Avoiding Common ERP Implementation Pitfalls with a Proper Scope Document

Effective ERP implementation project managers know having a well-defined scope of work (SOW) document is the key to a smooth, successful ERP implementation project. A thorough SOW sets clear expectations for both partner and client by listing specific personnel responsibilities and associated tasks, materials, equipment and deliverables.

Simply put, the SOW presents the big picture of an ERP implementation project including timelines and cost while outlining how the project will meet strategic goals. By itemizing your project’s objectives into the SOW’s specific action items, you’re able to remain goal-oriented and focused on solving your organization’s specific problems. From the client side, the scope document is used to communicate the goals and expected results of the project and to ensure that key issues are not overlooked.

While the terms “Scope of Work” and “Statement of Work” are often used interchangeably, the terms technically have different meanings. The statement of work defines a project by establishing its objectives, deliverables and performance criteria. The scope of work, an element within the statement of work, specifies what tasks a project team will perform to meet project objectives.

Besides offering a bird’s-eye view of your ERP project and keeping you on task, the core of the SOW is helping organizations avoid common and often major pitfalls. Proactively identifying that which can derail your implementation project is critical. In fact, acknowledging the potential risks of an ERP implementation project and mitigating the fallout is one of the key elements to crafting an excellent scope document.

A common pitfall is making assumptions of the other parties through the course of the project. You’ll need to look beyond your own assumptions to identify and uncover assumptions on both sides of the project. For example, you might be under the assumption the ERP implementation consultant is managing the data import while the consultant assumes you’re providing data entry staff. Identify as many these assumptions as possible to avoid misunderstandings and project delays.

Plan for the foreseeable problems before they become an issue. Consider the additional workload for specific employees, hidden costs, hardware concerns or time overruns when trying to plan ahead. Through the creation of your SOW, you clearly define roles and responsibilities for your team members. List all of the team members and their specific roles to avoid confusion. Inevitably, unexpected issues will occur, so to whom will your staff report problems? By clearly outlining how an issue should be escalated and to whom, the problem can be resolved swiftly.

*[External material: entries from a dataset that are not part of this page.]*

//! ClusterResourceQuota CRD types

use std::collections::BTreeMap;

use k8s_openapi::apimachinery::pkg::api::resource::Quantity;
use kube::CustomResource;
use schemars::JsonSchema;
use serde::{Deserialize, Serialize};

use crate::resources::ResourceList;
use crate::selector::NamespaceSelector;
use crate::Error;

/// A resource ceiling shared by every namespace matching a label selector
///
/// The sum of `hard` across all ResourceQuotas in the selected namespaces may
/// never exceed `spec.hard`. The operator keeps `status` in sync with the
/// live per-namespace quotas.
///
/// Example:
/// ```yaml
/// apiVersion: platform.dev/v1
/// kind: ClusterResourceQuota
/// metadata:
///   name: team-a
/// spec:
///   matchLabels:
///     team: a
///   hard:
///     cpu: "2"
///     memory: 8Gi
/// ```
#[derive(CustomResource, Clone, Debug, Default, Deserialize, Serialize, JsonSchema, PartialEq)]
#[kube(
    group = "platform.dev",
    version = "v1",
    kind = "ClusterResourceQuota",
    shortname = "crq",
    status = "ClusterResourceQuotaStatus",
    printcolumn = r#"{"name":"Age","type":"date","jsonPath":".metadata.creationTimestamp"}"#
)]
#[serde(rename_all = "camelCase")]
pub struct ClusterResourceQuotaSpec {
    /// Which namespaces count against this quota
    #[serde(flatten)]
    pub selector: NamespaceSelector,

    /// Ceiling for the summed hard limits of all matched ResourceQuotas
    #[serde(default)]
    pub hard: BTreeMap<String, Quantity>,
}

/// Hard and used totals for a set of quotas
#[derive(Clone, Debug, Default, Deserialize, Serialize, JsonSchema, PartialEq)]
pub struct QuotaUsage {
    /// Declared limits
    #[serde(default, skip_serializing_if = "BTreeMap::is_empty")]
    pub hard: BTreeMap<String, Quantity>,
    /// Current consumption
    #[serde(default, skip_serializing_if = "BTreeMap::is_empty")]
    pub used: BTreeMap<String, Quantity>,
}

impl QuotaUsage {
    /// Build from parsed resource lists
    pub fn from_lists(hard: &ResourceList, used: &ResourceList) -> Self {
        Self {
            hard: hard.to_k8s(),
            used: used.to_k8s(),
        }
    }

    /// Parse the recorded `used` map
    pub fn used_list(&self) -> Result<ResourceList, Error> {
        ResourceList::from_k8s(&self.used)
    }
}

/// Usage recorded for one namespace
#[derive(Clone, Debug, Default, Deserialize, Serialize, JsonSchema, PartialEq)]
pub struct NamespaceUsage {
    /// Namespace name
    pub namespace: String,
    /// Summed quotas of that namespace
    pub status: QuotaUsage,
}

/// Observed state of a ClusterResourceQuota
#[derive(Clone, Debug, Default, Deserialize, Serialize, JsonSchema, PartialEq)]
#[serde(rename_all = "camelCase")]
pub struct ClusterResourceQuotaStatus {
    /// Totals across all matched namespaces
    #[serde(default)]
    pub total: QuotaUsage,
    /// Per-namespace breakdown, sorted by namespace
    #[serde(default, skip_serializing_if = "Vec::is_empty")]
    pub by_namespace: Vec<NamespaceUsage>,
}

impl ClusterResourceQuotaStatus {
    /// Entry for a namespace, if recorded
    pub fn namespace(&self, name: &str) -> Option<&NamespaceUsage> {
        self.by_namespace.iter().find(|e| e.namespace == name)
    }
}

impl ClusterResourceQuotaSpec {
    /// Parse `hard` into exact quantities
    pub fn hard_list(&self) -> Result<ResourceList, Error> {
        ResourceList::from_k8s(&self.hard)
    }
}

Similarly, which staff members are authorized to request and approve changes to the SOW? It is not uncommon for a project to require changes so you should always have a process in place which includes a form requesting changes as well to whom the request is to be sent for approval. Having the right people on the implementation team focused on change management and leading the organization will help you turn potential setback into minor hiccups.

Be sure to outline what will and will not be addressed, especially if your ERP implementation is broken into phases. An ERP project manager who can address the most important issues without getting distracted by side tasks goes a long way in keeping team members on track, too. If you are considering a second phase or future project, reinforce the current project goals by scoping out the next phase and being as detailed as available information allows.

Consider how you will measure success. Are there specific benchmarks that define progress in your view? The company’s view? What about your consultant’s view? Including this information in the SOW will help illustrate the expected results and how they’re communicated over the course of the engagement.

A good Scope of Work lays the foundation for a successful project. While it’s important the SOW to be clear and detailed, try not to make it too restrictive. Additional work which is not detailed in the SOW can create frustration both for the consultant and the client, but building flexibility into the scope allows for all parties to react to internal or external changes. In the end, your SOW is your guiding light throughout the process. Your ERP implementation consultant will be happy to help you define a proper scope document.